▸ Required action: Scan the entries below and tally the lines that include "Uuid". Return nothing but the tally.

(Data records)
────
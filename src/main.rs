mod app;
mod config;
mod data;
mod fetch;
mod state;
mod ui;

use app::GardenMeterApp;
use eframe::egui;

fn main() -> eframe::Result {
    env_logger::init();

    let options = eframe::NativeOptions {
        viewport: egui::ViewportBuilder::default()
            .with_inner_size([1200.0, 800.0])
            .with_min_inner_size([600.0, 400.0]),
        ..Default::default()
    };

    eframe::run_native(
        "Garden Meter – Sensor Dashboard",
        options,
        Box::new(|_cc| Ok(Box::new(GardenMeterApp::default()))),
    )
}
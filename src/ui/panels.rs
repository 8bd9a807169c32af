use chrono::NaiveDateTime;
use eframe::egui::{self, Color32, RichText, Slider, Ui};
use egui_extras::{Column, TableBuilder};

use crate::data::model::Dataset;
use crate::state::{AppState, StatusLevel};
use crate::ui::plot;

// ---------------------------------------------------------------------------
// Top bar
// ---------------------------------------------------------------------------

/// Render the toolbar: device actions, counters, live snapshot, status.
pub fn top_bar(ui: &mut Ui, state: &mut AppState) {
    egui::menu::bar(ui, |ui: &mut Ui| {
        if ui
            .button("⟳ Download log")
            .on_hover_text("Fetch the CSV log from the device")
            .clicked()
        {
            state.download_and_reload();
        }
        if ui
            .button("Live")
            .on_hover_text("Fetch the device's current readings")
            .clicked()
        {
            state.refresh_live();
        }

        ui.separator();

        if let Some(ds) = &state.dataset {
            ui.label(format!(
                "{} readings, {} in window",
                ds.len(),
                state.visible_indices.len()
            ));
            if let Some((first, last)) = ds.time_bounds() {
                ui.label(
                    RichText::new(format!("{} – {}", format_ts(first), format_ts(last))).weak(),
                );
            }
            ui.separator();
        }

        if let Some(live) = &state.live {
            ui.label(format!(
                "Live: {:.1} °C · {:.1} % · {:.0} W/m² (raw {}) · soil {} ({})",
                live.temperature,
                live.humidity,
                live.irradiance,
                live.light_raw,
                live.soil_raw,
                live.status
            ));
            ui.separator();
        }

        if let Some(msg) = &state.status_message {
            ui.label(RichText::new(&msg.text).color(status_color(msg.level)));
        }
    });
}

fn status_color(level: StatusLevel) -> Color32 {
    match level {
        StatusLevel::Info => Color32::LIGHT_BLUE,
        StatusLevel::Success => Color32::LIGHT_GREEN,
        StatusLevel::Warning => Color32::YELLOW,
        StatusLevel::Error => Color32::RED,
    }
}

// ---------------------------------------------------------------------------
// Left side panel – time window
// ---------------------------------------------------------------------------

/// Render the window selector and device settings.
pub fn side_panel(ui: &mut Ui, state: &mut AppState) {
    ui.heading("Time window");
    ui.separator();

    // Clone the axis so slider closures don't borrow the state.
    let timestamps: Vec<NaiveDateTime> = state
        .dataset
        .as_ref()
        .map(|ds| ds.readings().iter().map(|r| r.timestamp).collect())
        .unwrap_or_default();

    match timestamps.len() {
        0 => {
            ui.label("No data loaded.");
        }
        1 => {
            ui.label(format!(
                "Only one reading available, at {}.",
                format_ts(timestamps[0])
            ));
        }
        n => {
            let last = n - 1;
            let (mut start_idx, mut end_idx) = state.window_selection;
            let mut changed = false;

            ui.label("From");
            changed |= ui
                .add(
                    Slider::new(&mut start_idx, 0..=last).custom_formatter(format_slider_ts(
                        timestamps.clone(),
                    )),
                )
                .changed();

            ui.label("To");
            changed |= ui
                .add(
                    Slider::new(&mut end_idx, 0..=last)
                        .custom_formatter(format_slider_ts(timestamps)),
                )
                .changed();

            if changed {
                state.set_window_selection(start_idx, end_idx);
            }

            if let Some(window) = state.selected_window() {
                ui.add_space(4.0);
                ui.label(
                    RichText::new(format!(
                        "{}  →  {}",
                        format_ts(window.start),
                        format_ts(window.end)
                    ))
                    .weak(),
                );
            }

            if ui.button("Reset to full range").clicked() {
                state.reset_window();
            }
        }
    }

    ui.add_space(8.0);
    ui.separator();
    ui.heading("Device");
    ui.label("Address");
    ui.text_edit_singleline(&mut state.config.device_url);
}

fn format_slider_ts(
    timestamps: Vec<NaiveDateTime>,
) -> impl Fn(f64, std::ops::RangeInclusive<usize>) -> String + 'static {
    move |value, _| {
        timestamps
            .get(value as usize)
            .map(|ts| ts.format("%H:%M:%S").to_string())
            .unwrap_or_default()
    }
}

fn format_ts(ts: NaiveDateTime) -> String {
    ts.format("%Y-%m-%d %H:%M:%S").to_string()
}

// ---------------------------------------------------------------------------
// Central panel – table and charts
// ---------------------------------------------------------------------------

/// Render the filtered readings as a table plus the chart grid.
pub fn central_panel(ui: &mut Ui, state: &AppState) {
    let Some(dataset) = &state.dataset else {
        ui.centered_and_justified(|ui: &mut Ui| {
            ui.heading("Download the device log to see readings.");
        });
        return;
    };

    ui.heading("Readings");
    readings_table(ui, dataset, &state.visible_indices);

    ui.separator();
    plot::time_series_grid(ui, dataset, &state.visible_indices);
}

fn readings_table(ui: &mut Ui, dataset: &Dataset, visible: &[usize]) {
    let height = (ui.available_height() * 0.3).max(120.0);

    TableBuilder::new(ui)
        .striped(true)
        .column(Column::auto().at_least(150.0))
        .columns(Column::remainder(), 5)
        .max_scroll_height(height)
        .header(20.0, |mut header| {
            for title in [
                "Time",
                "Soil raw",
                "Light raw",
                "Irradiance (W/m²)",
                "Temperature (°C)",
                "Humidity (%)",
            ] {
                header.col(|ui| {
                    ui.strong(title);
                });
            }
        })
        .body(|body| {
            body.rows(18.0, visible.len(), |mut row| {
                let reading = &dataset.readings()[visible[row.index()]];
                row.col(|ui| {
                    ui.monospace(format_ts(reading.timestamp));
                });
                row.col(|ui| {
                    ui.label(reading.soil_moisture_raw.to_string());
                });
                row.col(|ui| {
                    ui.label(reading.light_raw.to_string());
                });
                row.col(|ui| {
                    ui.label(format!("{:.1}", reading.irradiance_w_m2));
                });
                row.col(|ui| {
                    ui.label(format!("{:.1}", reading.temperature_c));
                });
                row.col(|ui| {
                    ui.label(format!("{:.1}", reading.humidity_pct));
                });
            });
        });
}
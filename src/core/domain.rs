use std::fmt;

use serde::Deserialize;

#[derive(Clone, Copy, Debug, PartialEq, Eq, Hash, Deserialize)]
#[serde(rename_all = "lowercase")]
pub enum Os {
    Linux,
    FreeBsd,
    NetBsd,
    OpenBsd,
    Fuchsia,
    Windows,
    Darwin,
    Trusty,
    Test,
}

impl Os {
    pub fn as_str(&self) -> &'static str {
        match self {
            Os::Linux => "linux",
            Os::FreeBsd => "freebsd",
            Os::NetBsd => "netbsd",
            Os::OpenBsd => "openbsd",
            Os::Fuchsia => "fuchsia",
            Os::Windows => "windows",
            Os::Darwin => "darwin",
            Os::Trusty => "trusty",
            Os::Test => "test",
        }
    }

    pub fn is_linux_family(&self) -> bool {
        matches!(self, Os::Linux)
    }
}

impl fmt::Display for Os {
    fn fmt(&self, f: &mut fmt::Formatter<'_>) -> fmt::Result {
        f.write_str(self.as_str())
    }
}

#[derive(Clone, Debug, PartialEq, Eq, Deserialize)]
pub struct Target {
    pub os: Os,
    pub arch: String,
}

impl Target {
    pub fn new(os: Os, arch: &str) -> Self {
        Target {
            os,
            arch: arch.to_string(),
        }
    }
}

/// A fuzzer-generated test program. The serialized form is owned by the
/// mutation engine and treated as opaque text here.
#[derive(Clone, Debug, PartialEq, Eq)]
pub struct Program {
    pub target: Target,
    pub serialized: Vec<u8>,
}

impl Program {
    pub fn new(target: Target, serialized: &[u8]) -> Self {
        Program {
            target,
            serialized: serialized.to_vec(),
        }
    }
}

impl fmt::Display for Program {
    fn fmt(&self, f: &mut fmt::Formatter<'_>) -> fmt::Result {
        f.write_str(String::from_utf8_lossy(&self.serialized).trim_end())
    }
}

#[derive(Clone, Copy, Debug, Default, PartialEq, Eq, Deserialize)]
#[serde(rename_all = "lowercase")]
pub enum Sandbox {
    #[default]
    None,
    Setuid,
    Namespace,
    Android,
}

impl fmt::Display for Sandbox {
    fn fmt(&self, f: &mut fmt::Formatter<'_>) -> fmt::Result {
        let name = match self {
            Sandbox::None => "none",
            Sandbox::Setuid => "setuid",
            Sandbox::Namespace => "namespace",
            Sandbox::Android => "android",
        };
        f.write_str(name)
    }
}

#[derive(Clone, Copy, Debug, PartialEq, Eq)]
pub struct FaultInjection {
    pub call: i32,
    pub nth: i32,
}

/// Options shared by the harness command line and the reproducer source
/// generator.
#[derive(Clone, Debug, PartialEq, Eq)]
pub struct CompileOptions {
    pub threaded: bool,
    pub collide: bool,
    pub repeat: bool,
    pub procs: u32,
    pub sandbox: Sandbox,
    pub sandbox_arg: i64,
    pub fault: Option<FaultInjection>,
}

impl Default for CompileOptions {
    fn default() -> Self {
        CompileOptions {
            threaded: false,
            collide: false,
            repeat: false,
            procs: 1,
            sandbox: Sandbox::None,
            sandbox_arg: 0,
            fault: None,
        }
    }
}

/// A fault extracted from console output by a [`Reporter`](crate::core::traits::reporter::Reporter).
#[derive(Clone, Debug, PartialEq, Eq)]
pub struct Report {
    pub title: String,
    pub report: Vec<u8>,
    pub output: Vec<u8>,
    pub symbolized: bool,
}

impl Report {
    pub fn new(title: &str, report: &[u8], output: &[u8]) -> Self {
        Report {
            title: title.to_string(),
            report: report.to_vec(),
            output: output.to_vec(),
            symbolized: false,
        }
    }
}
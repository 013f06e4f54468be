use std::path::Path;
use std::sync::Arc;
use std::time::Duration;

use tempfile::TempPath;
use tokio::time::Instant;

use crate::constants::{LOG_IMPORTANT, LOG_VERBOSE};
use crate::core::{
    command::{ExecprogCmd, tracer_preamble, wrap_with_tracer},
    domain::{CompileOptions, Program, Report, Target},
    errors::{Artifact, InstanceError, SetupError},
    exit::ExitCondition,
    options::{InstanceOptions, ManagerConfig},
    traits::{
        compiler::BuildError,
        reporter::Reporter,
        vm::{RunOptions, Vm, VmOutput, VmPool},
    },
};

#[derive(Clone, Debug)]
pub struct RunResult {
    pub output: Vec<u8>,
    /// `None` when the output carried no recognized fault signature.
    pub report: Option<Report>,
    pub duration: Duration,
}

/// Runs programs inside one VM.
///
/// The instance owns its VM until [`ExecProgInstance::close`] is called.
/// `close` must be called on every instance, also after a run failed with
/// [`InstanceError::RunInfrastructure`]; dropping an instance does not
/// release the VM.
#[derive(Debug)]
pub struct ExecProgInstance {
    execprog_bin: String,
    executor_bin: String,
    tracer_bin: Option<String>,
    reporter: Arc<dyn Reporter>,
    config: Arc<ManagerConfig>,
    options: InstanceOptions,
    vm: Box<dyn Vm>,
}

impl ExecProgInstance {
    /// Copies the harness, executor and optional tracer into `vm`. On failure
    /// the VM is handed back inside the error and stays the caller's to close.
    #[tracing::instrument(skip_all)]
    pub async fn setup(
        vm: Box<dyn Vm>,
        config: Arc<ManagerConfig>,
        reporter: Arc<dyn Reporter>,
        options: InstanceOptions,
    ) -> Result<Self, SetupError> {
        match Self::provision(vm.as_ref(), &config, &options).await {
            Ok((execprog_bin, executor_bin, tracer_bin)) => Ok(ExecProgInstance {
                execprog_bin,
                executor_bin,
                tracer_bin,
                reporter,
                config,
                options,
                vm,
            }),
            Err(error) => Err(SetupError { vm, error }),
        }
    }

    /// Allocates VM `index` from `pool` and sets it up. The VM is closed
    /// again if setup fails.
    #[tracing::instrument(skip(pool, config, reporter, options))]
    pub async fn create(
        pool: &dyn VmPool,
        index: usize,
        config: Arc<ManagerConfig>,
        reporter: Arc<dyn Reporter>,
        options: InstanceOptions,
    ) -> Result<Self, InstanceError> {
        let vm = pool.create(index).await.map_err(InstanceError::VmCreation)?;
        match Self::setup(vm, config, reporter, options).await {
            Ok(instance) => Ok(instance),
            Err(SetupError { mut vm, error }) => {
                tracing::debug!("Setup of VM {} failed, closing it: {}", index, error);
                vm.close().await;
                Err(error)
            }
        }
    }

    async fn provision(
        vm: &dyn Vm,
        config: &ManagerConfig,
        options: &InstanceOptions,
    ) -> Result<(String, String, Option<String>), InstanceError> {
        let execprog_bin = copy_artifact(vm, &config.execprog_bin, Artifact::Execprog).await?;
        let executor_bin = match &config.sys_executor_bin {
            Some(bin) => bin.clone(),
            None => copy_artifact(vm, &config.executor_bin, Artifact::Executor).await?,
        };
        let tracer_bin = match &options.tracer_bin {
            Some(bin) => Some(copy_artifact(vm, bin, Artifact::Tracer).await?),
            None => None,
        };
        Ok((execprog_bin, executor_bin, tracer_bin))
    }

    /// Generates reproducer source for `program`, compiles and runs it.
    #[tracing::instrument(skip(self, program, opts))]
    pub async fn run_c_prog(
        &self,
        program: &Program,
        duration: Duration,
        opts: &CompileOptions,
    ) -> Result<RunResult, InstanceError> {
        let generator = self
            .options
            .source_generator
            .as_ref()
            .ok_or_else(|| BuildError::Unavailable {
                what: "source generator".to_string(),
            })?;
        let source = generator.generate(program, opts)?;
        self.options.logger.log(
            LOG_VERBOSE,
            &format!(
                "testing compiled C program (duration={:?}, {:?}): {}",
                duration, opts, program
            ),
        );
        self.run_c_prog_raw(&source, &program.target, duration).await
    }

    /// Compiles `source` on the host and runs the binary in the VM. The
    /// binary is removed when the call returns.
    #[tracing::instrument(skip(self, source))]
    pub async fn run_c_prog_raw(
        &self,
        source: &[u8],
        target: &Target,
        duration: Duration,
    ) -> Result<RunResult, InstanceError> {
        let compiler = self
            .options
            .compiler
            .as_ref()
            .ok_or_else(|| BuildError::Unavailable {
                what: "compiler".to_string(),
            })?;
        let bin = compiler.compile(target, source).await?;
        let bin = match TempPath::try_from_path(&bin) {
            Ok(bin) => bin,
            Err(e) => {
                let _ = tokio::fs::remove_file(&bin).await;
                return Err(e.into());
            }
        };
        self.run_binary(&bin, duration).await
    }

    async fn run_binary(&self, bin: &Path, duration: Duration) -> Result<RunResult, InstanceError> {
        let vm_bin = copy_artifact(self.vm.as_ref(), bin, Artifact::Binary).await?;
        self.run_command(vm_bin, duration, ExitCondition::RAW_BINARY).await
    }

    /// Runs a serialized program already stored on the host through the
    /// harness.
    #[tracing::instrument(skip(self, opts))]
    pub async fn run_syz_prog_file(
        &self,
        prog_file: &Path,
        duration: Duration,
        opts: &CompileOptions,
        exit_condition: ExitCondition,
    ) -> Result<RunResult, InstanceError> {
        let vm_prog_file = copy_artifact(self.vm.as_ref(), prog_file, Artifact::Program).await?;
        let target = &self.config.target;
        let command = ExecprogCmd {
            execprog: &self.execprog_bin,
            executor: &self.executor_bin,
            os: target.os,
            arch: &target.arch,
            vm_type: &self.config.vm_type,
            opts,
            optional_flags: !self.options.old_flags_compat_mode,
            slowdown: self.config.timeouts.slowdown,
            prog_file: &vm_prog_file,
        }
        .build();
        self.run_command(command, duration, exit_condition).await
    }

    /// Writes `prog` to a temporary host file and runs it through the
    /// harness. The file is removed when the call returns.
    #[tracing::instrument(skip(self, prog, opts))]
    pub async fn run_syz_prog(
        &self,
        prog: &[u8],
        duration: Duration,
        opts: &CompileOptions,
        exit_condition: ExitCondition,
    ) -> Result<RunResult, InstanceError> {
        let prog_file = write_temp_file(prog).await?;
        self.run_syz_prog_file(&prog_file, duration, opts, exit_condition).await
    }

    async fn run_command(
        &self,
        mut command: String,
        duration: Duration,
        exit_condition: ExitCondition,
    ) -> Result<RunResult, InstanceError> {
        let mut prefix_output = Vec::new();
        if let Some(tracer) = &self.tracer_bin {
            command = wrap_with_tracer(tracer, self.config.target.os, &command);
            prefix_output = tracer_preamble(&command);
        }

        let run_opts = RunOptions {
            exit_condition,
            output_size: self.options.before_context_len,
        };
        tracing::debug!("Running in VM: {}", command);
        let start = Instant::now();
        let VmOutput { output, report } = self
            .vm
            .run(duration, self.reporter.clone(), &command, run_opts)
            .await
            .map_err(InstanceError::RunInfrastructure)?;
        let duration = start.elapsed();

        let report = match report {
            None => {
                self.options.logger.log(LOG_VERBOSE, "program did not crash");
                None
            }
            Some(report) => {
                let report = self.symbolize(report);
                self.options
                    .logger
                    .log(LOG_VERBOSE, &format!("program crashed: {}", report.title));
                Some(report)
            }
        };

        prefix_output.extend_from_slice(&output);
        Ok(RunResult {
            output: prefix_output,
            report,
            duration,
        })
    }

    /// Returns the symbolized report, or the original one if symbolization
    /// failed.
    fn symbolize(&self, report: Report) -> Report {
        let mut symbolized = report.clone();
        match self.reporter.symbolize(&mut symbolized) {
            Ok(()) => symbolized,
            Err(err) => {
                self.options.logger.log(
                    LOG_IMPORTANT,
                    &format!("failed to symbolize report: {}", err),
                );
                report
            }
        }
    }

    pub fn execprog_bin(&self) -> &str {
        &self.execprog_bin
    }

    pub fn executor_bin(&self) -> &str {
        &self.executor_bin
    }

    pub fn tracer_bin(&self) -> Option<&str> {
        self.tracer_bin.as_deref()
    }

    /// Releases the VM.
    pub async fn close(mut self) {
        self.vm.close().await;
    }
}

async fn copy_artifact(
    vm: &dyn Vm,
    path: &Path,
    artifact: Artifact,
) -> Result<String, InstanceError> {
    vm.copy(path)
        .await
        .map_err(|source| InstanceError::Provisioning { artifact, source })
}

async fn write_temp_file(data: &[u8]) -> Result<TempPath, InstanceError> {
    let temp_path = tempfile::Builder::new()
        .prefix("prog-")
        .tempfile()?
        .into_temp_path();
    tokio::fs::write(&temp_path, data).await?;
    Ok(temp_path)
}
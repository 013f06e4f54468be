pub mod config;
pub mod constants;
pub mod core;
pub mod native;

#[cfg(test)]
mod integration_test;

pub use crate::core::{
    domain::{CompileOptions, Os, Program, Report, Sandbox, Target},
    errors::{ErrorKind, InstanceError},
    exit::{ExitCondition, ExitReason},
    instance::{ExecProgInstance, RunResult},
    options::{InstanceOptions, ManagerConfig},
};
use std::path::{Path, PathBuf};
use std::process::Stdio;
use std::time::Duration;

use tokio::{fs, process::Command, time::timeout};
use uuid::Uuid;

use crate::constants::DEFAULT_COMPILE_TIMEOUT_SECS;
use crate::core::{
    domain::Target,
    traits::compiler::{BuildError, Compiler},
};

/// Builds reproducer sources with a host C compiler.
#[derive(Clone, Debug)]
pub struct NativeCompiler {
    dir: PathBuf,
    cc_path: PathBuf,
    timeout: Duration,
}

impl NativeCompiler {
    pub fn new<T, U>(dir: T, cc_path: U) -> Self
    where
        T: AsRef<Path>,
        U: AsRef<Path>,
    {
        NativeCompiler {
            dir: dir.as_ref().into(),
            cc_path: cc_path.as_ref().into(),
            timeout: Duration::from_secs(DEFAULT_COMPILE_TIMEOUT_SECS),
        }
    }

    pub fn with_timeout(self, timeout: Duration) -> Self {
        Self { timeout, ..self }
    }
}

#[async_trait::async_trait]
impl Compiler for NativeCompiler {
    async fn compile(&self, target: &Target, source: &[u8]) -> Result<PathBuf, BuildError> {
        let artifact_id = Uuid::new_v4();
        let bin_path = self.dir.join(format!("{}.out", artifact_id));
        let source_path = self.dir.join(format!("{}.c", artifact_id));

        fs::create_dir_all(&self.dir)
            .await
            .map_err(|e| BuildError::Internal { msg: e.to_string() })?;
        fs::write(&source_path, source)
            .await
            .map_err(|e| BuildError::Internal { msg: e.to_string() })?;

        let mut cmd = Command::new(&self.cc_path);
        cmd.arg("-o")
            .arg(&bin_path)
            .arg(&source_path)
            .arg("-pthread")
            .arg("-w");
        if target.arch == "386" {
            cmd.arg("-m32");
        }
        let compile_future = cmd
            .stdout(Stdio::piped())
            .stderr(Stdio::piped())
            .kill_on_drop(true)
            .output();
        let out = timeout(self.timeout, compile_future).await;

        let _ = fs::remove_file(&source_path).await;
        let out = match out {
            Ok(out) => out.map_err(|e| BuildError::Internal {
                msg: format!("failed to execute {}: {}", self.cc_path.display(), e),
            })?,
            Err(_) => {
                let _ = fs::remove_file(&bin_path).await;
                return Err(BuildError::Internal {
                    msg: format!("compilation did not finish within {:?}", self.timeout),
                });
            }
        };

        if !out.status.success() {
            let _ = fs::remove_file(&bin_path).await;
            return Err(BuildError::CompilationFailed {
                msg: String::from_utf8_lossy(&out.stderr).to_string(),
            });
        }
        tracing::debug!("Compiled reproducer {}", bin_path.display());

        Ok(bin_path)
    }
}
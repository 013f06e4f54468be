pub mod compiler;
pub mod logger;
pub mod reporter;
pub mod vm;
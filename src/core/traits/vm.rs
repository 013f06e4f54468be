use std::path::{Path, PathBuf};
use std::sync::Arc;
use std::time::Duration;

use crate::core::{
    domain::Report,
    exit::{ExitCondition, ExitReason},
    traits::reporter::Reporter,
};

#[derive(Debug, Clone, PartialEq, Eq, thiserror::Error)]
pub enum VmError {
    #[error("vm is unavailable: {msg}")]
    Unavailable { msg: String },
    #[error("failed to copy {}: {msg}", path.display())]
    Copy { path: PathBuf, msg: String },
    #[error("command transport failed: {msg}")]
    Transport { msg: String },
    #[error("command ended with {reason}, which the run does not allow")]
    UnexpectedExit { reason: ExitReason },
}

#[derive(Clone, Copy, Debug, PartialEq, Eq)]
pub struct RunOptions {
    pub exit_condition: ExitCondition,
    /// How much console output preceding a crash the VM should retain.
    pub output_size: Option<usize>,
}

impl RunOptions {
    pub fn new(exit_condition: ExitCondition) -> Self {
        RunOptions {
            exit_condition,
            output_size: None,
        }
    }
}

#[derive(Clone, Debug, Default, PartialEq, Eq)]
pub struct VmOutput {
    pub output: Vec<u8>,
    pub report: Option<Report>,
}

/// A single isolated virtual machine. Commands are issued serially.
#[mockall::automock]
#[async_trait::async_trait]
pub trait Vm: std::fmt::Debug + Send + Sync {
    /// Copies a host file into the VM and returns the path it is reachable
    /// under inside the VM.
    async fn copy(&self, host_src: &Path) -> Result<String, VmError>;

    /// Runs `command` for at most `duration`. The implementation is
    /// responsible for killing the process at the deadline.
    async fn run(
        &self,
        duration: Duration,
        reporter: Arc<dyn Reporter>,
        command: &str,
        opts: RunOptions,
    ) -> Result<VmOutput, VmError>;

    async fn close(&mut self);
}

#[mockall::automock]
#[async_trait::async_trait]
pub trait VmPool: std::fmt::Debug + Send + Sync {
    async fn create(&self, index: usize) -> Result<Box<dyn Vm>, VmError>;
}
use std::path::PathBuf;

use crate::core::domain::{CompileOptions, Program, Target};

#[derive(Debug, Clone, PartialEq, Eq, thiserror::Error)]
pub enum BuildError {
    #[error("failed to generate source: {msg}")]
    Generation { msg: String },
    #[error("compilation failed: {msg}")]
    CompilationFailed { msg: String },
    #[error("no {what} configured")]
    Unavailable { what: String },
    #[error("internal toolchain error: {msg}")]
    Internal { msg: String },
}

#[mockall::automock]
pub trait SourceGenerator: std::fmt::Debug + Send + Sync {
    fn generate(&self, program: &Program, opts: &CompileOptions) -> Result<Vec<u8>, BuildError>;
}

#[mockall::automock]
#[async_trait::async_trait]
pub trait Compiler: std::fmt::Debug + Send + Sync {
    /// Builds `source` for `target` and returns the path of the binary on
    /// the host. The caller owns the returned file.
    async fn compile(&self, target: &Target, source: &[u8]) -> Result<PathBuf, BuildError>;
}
────
▸ Final answer: 2